Князь понял его именно в последнем значении.

– Завтра в 12 народ и царь встретятся на Дворцовой площади. Народ найдет своего царя, а царь – свой народ. Может быть и иначе, но я не хочу об этом думать, потому что это – конец всему. Этого не может быть. Какие-то отдельные люди, с пустыми сердцами, ставшие как машины, может быть, не увидят своего царя. И тогда они превратятся в машины окончательно. Но народ, весь народ, – он увидит. И когда сердца народа и сердце царя застучат вместе, машина будет остановлена и власть Мардука падет.

– Я понимаю, что отговаривать вас бессмысленно, – вздохнул Бурцев, – и говорить вам, что вы собираетесь отдать свою жизнь за человека, вас недостойного, я тоже не буду, потому что вы мне не поверите. Но вы же должны понимать, что вам не дойти до башни.

– Я сейчас не скажу вам, как, но я дойду, – улыбнулся Романов.

– Что касается моего расследования, то оно закончено. Я знаю, кто покушался на вас. Я знал это давно, но теперь у меня есть доказательства. Я назову его завтра. Когда и если все кончится.

Бурцев посмотрел в пол, потом поднял глаза на князя.

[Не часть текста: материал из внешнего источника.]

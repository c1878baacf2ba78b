use std::fmt;

#[derive(Debug, Clone, Copy, PartialEq, Eq)]
pub enum ErrorKind {
    Io,
    Parse,
    NotFound,
    InvalidInput,
    RebuildInProgress,
    PersistenceUnavailable,
    CacheUnavailable,
    Cancelled,
    FatalInvariant,
    Internal,
}

#[derive(Debug)]
pub struct Error {
    pub kind: ErrorKind,
    pub context: String,
}

impl Error {
    pub fn new(kind: ErrorKind, context: String) -> Self {
        Error { kind, context }
    }

    pub fn invalid_input(context: impl Into<String>) -> Self {
        Error::new(ErrorKind::InvalidInput, context.into())
    }

    pub fn not_found(context: impl Into<String>) -> Self {
        Error::new(ErrorKind::NotFound, context.into())
    }

    pub fn persistence(context: impl Into<String>) -> Self {
        Error::new(ErrorKind::PersistenceUnavailable, context.into())
    }

    pub fn cache(context: impl Into<String>) -> Self {
        Error::new(ErrorKind::CacheUnavailable, context.into())
    }

    pub fn cancelled(context: impl Into<String>) -> Self {
        Error::new(ErrorKind::Cancelled, context.into())
    }

    pub fn fatal(context: impl Into<String>) -> Self {
        Error::new(ErrorKind::FatalInvariant, context.into())
    }

    /// Transient errors are safe to retry; ingestion does, up to its cap.
    pub fn is_transient(&self) -> bool {
        matches!(
            self.kind,
            ErrorKind::PersistenceUnavailable | ErrorKind::CacheUnavailable
        )
    }
}

impl fmt::Display for Error {
    fn fmt(&self, f: &mut fmt::Formatter) -> fmt::Result {
        write!(f, "{:?}: {}", self.kind, self.context)
    }
}

impl std::error::Error for Error {}

impl From<std::io::Error> for Error {
    fn from(err: std::io::Error) -> Self {
        Error {
            kind: ErrorKind::Io,
            context: err.to_string(),
        }
    }
}

impl From<bincode::Error> for Error {
    fn from(err: bincode::Error) -> Self {
        Error {
            kind: ErrorKind::Parse,
            context: err.to_string(),
        }
    }
}

impl From<serde_json::Error> for Error {
    fn from(err: serde_json::Error) -> Self {
        Error {
            kind: ErrorKind::Parse,
            context: err.to_string(),
        }
    }
}

pub type Result<T> = std::result::Result<T, Error>;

– Как социалист, не могу желать вам удачи, Олег Константинович, но все же желаю. Удачи. Удача – это не только победить, но и вернуться с войны живым.

– Спасибо, Владимир Львович, – сказал князь, – пока что возвращаться удавалось.

Бурцев подошел и протянул руку. Романов крепко пожал ее. Бурцев повернулся и, не оглядываясь, быстрым шагом вышел из библиотеки. Романов спросил себя: ему показалось или в глазах старого революционера он действительно увидел блеснувшие слезы?

Было как раз время пойти к Наде, но он не хотел. Зачем идти сегодня, если завтра мир станет другим?

В пять часов утра его разбудил своим противным треском никелированный будильник. Романов поднялся с постели и пошел умываться.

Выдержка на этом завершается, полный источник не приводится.